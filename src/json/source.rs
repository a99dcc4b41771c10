//! # Byte Sources
//!
//! The reader pulls input through a single capability: yield the next byte
//! or report end of input. In-memory slices and blocking streams are both
//! instances of it, so the tokenizer and grammar driver are written once.
//!
//! A streaming source inherits its reader's blocking discipline verbatim;
//! an early EOF from the stream surfaces as a truncated-input parse error.

use std::io::{self, Read};

const STREAM_BUF_SIZE: usize = 8 * 1024;

/// Capability to yield bytes until end of input.
pub trait ByteSource {
    /// Returns the next byte, or `None` at end of input.
    fn next_byte(&mut self) -> io::Result<Option<u8>>;
}

/// In-memory byte source over a borrowed slice.
#[derive(Debug)]
pub struct SliceSource<'a> {
    data: &'a [u8],
    pos: usize,
}

impl<'a> SliceSource<'a> {
    pub fn new(data: &'a [u8]) -> Self {
        Self { data, pos: 0 }
    }
}

impl ByteSource for SliceSource<'_> {
    fn next_byte(&mut self) -> io::Result<Option<u8>> {
        match self.data.get(self.pos) {
            Some(&b) => {
                self.pos += 1;
                Ok(Some(b))
            }
            None => Ok(None),
        }
    }
}

/// Buffered byte source over any `io::Read`.
pub struct StreamSource<R> {
    inner: R,
    buf: Vec<u8>,
    pos: usize,
    len: usize,
    eof: bool,
}

impl<R: Read> StreamSource<R> {
    pub fn new(inner: R) -> Self {
        Self {
            inner,
            buf: vec![0; STREAM_BUF_SIZE],
            pos: 0,
            len: 0,
            eof: false,
        }
    }
}

impl<R: Read> ByteSource for StreamSource<R> {
    fn next_byte(&mut self) -> io::Result<Option<u8>> {
        if self.pos >= self.len {
            if self.eof {
                return Ok(None);
            }
            loop {
                match self.inner.read(&mut self.buf) {
                    Ok(0) => {
                        self.eof = true;
                        return Ok(None);
                    }
                    Ok(n) => {
                        self.len = n;
                        self.pos = 0;
                        break;
                    }
                    Err(e) if e.kind() == io::ErrorKind::Interrupted => continue,
                    Err(e) => return Err(e),
                }
            }
        }
        let b = self.buf[self.pos];
        self.pos += 1;
        Ok(Some(b))
    }
}
//! # csvql - Embedded SQL-over-CSV Engine Core
//!
//! csvql is the data-representation core of a small embedded SQL engine
//! that executes queries over CSV files. Every row cell an executor
//! operator touches, and every schema or configuration payload the engine
//! reads, flows through one of the two subsystems in this crate:
//!
//! - **Typed values** ([`types`]): a closed, nullable, SQL-compatible
//!   value model with total comparison, tolerant REAL equality, consistent
//!   hashing, byte-size accounting and canonical rendering
//! - **Streaming JSON** ([`json`]): a byte-source-driven JSON reader
//!   emitting a SAX-style event stream, with a pluggable builder that
//!   materializes a navigable tree from the same events
//!
//! ## Architecture
//!
//! ```text
//! ┌─────────────────────────────────────┐
//! │   SQL Layer (parser / executor)     │   (separate crates)
//! ├──────────────────┬──────────────────┤
//! │   TypedValue     │   JsonReader     │
//! │   (row cells)    │   (events/DOM)   │
//! ├──────────────────┴──────────────────┤
//! │   CSV / config input                │
//! └─────────────────────────────────────┘
//! ```
//!
//! ## Quick Start
//!
//! ```ignore
//! use csvql::{Kind, TypedValue};
//! use csvql::json::{Mode, ObjectBuilder, Reader};
//!
//! let cell = TypedValue::from_text(Kind::Real, "3.14")?;
//! assert_eq!(cell.to_string(), "3.140000");
//!
//! let doc = br#"{ "page_size" : 4096 }"#;
//! let mut reader = Reader::from_bytes(doc, ObjectBuilder::new(), Mode::Strict);
//! reader.parse()?;
//! let root = reader.into_sink().take_root().unwrap();
//! assert_eq!(root["page_size"].as_long()?, 4096);
//! ```
//!
//! ## Guarantees
//!
//! - Values are immutable after construction and safe to share by read
//! - `equals(a, b)` implies `hash(a) == hash(b)`, including tolerant REAL
//!   equality
//! - JSON events arrive in document order, well-balanced, one at a time
//! - Every rejected JSON document reports a 1-based line/column position
//!   at the first offending byte

pub mod json;
pub mod types;

pub use json::{EventSink, JsonError, JsonErrorKind, JsonValue, Mode, NullSink, ObjectBuilder, Reader};
pub use types::{AnyValue, Kind, TypedValue, ValueError, ValueKey};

────

▶ TASK ITEM: Every record, from the first to the last, should be transcribed exactly.

▶ OUTPUT BELOW:
filename src/json/source.rs
repository a99dcc4b41771c10
//! # Byte Sources
//!
//! The reader pulls input through a single capability: yield the next byte
//! or report end of input. In-memory slices and blocking streams are both
//! instances of it, so the tokenizer and grammar driver are written once.
//!
//! A streaming source inherits its reader's blocking discipline verbatim;
//! an early EOF from the stream surfaces as a truncated-input parse error.

use std::io::{self, Read};

const STREAM_BUF_SIZE: usize = 8 * 1024;

/// Capability to yield bytes until end of input.
pub trait ByteSource {
    /// Returns the next byte, or `None` at end of input.
    fn next_byte(&mut self) -> io::Result<Option<u8>>;
}

/// In-memory byte source over a borrowed slice.
#[derive(Debug)]
pub struct SliceSource<'a> {
    data: &'a [u8],
    pos: usize,
}

impl<'a> SliceSource<'a> {
    pub fn new(data: &'a [u8]) -> Self {
        Self { data, pos: 0 }
    }
}

impl ByteSource for SliceSource<'_> {
    fn next_byte(&mut self) -> io::Result<Option<u8>> {
        match self.data.get(self.pos) {
            Some(&b) => {
                self.pos += 1;
                Ok(Some(b))
            }
            None => Ok(None),
        }
    }
}

/// Buffered byte source over any `io::Read`.
pub struct StreamSource<R> {
    inner: R,
    buf: Vec<u8>,
    pos: usize,
    len: usize,
    eof: bool,
}

impl<R: Read> StreamSource<R> {
    pub fn new(inner: R) -> Self {
        Self {
            inner,
            buf: vec![0; STREAM_BUF_SIZE],
            pos: 0,
            len: 0,
            eof: false,
        }
    }
}

impl<R: Read> ByteSource for StreamSource<R> {
    fn next_byte(&mut self) -> io::Result<Option<u8>> {
        if self.pos >= self.len {
            if self.eof {
                return Ok(None);
            }
            loop {
                match self.inner.read(&mut self.buf) {
                    Ok(0) => {
                        self.eof = true;
                        return Ok(None);
                    }
                    Ok(n) => {
                        self.len = n;
                        self.pos = 0;
                        break;
                    }
                    Err(e) if e.kind() == io::ErrorKind::Interrupted => continue,
                    Err(e) => return Err(e),
                }
            }
        }
        let b = self.buf[self.pos];
        self.pos += 1;
        Ok(Some(b))
    }
}
//! # csvql - Embedded SQL-over-CSV Engine Core
//!
//! csvql is the data-representation core of a small embedded SQL engine
//! that executes queries over CSV files. Every row cell an executor
//! operator touches, and every schema or configuration payload the engine
//! reads, flows through one of the two subsystems in this crate:
//!
//! - **Typed values** ([`types`]): a closed, nullable, SQL-compatible
//!   value model with total comparison, tolerant REAL equality, consistent
//!   hashing, byte-size accounting and canonical rendering
//! - **Streaming JSON** ([`json`]): a byte-source-driven JSON reader
//!   emitting a SAX-style event stream, with a pluggable builder that
//!   materializes a navigable tree from the same events
//!
//! ## Architecture
//!
//! ```text
//! ┌─────────────────────────────────────┐
//! │   SQL Layer (parser / executor)     │   (separate crates)
//! ├──────────────────┬──────────────────┤
//! │   TypedValue     │   JsonReader     │
//! │   (row cells)    │   (events/DOM)   │
//! ├──────────────────┴──────────────────┤
//! │   CSV / config input                │
//! └─────────────────────────────────────┘
//! ```
//!
//! ## Quick Start
//!
//! ```ignore
//! use csvql::{Kind, TypedValue};
//! use csvql::json::{Mode, ObjectBuilder, Reader};
//!
//! let cell = TypedValue::from_text(Kind::Real, "3.14")?;
//! assert_eq!(cell.to_string(), "3.140000");
//!
//! let doc = br#"{ "page_size" : 4096 }"#;
//! let mut reader = Reader::from_bytes(doc, ObjectBuilder::new(), Mode::Strict);
//! reader.parse()?;
//! let root = reader.into_sink().take_root().unwrap();
//! assert_eq!(root["page_size"].as_long()?, 4096);
//! ```
//!
//! ## Guarantees
//!
//! - Values are immutable after construction and safe to share by read
//! - `equals(a, b)` implies `hash(a) == hash(b)`, including tolerant REAL
//!   equality
//! - JSON events arrive in document order, well-balanced, one at a time
//! - Every rejected JSON document reports a 1-based line/column position
//!   at the first offending byte

pub mod json;
pub mod types;

pub use json::{EventSink, JsonError, JsonErrorKind, JsonValue, Mode, NullSink, ObjectBuilder, Reader};
pub use types::{AnyValue, Kind, TypedValue, ValueError, ValueKey};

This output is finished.